The feasibility of the Vibration Correlation Technique (VCT) to predict the compressive buckling load of cylindrical shells under combined loading was numerically assessed. For this purpose, bending, shear, and torsion were applied in various amplitudes either individually, or simultaneously, next to the main compressive load for 6 cylinders. Then, the robustness of VCT to predict the axial load level at which buckling occurred under combined loading was assessed based on the prediction accuracy with respect to the buckling axial load level obtained through non-linear analysis, as well as on the differences in accuracy with respect to the predictions for the pure compression load case.
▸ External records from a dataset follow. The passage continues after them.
#[cfg(test)]
mod tests {
    use super::*;
    use crate::units::Unit;
    use chrono::TimeZone;

    #[test]
    fn test_individuals_roundtrip() {
        let dir = tempfile::tempdir().unwrap();
        let table = IndividualsTable::create(dir.path().join("individuals.dat")).unwrap();
        table.append("sim_a", "individual_0000").unwrap();
        table.append("sim_b", "individual_0001").unwrap();
        let rows = table.rows().unwrap();
        assert_eq!(rows.len(), 2);
        assert_eq!(rows[0], ("sim_a".to_string(), "individual_0000".to_string()));
    }

    #[test]
    fn test_parameters_roundtrip_preserves_units() {
        let dir = tempfile::tempdir().unwrap();
        let table = ParametersTable::create(
            dir.path().join("parameters.dat"),
            vec![
                ("dust_mass".to_string(), Unit::SolarMass),
                ("ionizing".to_string(), Unit::None),
            ],
        )
        .unwrap();
        let mut values = ParameterVector::new();
        values.push("dust_mass", Quantity::new(3e7, Unit::SolarMass));
        values.push("ionizing", Quantity::dimensionless(0.4));
        table.append("sim_a", &values).unwrap();

        let reopened = ParametersTable::open(dir.path().join("parameters.dat")).unwrap();
        assert_eq!(reopened.labels()[0], ("dust_mass".to_string(), Unit::SolarMass));
        let rows = reopened.rows().unwrap();
        assert_eq!(rows[0].1.get("dust_mass").unwrap().value, 3e7);
        assert_eq!(rows[0].1.get("ionizing").unwrap().value, 0.4);
    }

    #[test]
    fn test_parameters_missing_label_rejected() {
        let dir = tempfile::tempdir().unwrap();
        let table = ParametersTable::create(
            dir.path().join("parameters.dat"),
            vec![("dust_mass".to_string(), Unit::SolarMass)],
        )
        .unwrap();
        let values = ParameterVector::new();
        assert!(table.append("sim_a", &values).is_err());
    }

    #[test]
    fn test_schema_drift_is_corruption() {
        let dir = tempfile::tempdir().unwrap();
        let path = dir.path().join("chi_squared.dat");
        std::fs::write(&path, "simulation_name\tsomething_else\n").unwrap();
        assert!(matches!(
            ChiSquaredTable::open(path),
            Err(Error::StoreCorruption { .. })
        ));
    }

    #[test]
    fn test_chi_squared_best() {
        let dir = tempfile::tempdir().unwrap();
        let table = ChiSquaredTable::create(dir.path().join("chi_squared.dat")).unwrap();
        table.append("sim_a", 12.5).unwrap();
        table.append("sim_b", 3.25).unwrap();
        table.append("sim_c", 8.0).unwrap();
        let (best, chi2) = table.best().unwrap().unwrap();
        assert_eq!(best, "sim_b");
        assert_eq!(chi2, 3.25);
    }

    fn generation_record(name: &str) -> GenerationRecord {
        let mut ranges = BTreeMap::new();
        ranges.insert(
            "dust_mass".to_string(),
            Range::new(
                Quantity::new(1e7, Unit::SolarMass),
                Quantity::new(4e7, Unit::SolarMass),
            )
            .unwrap(),
        );
        let mut scales = BTreeMap::new();
        scales.insert("dust_mass".to_string(), Scale::Log);
        GenerationRecord {
            name: name.to_string(),
            index: Some(2),
            method: GenerationMethod::Genetic,
            wavelength_grid_level: 3,
            representation: "highres".to_string(),
            nsimulations: 100,
            npackages: 500_000,
            self_absorption: false,
            transient_heating: true,
            creation_time: Utc.with_ymd_and_hms(2017, 6, 4, 12, 30, 0).unwrap(),
            finishing_time: None,
            ranges,
            scales,
        }
    }

    #[test]
    fn test_generations_roundtrip() {
        let dir = tempfile::tempdir().unwrap();
        let table = GenerationsTable::create(dir.path().join("generations.dat")).unwrap();
        let record = generation_record("Generation2");
        table.append(&record).unwrap();

        let reopened = GenerationsTable::open(dir.path().join("generations.dat")).unwrap();
        let records = reopened.records().unwrap();
        assert_eq!(records.len(), 1);
        assert_eq!(records[0], record);
    }

    #[test]
    fn test_generations_finishing_time_and_removal() {
        let dir = tempfile::tempdir().unwrap();
        let table = GenerationsTable::create(dir.path().join("generations.dat")).unwrap();
        table.append(&generation_record("initial")).unwrap();
        table.append(&generation_record("Generation1")).unwrap();
        table.append(&generation_record("Generation2")).unwrap();

        let finish = Utc.with_ymd_and_hms(2017, 6, 5, 8, 0, 0).unwrap();
        table.set_finishing_time("initial", finish).unwrap();
        assert_eq!(
            table.record("initial").unwrap().unwrap().finishing_time,
            Some(finish)
        );

        table
            .remove_entries(&["Generation1".to_string(), "Generation2".to_string()])
            .unwrap();
        assert_eq!(table.generation_names().unwrap(), vec!["initial"]);
    }

    #[test]
    fn test_timing_roundtrip() {
        let dir = tempfile::tempdir().unwrap();
        let table = TimingTable::open_or_create(dir.path().join("timing.dat")).unwrap();
        let record = TimingRecord {
            simulation_name: "sim_a".into(),
            host: "batch1".into(),
            cluster: "delcatty".into(),
            processes: 4,
            threads_per_process: 6,
            threads_per_core: 1,
            data_parallel: true,
            packages: 500_000,
            nwavelengths: 200,
            wall_seconds: 1234.5,
        };
        table.append(&record).unwrap();
        assert_eq!(table.records().unwrap(), vec![record]);
    }
}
The numerical investigation revealed that the VCT predictions of the buckling axial load level were accurate for small degrees of additional load applied next to compression, with relative errors with respect to the non-linear buckling loads within 10%. This aspect was valid regardless of the load type, loading sequence, or whether the additional load was taken into account or not when determining the reference critical buckling load needed to perform VCT. Furthermore, the VCT predictions were better when the vibration response reflected a change in the axial load level alone (sequential load introduction), particularly for bending. When additional bending was applied next to compression, taking into account this load in determining the critical buckling load improved the axial buckling load estimation, while for shear the opposite was observed. On the other hand, for torsion-compression taking into account the torsion load when determining the critical buckling load provided better predictions for some cylinders, while for the others the opposite was observed.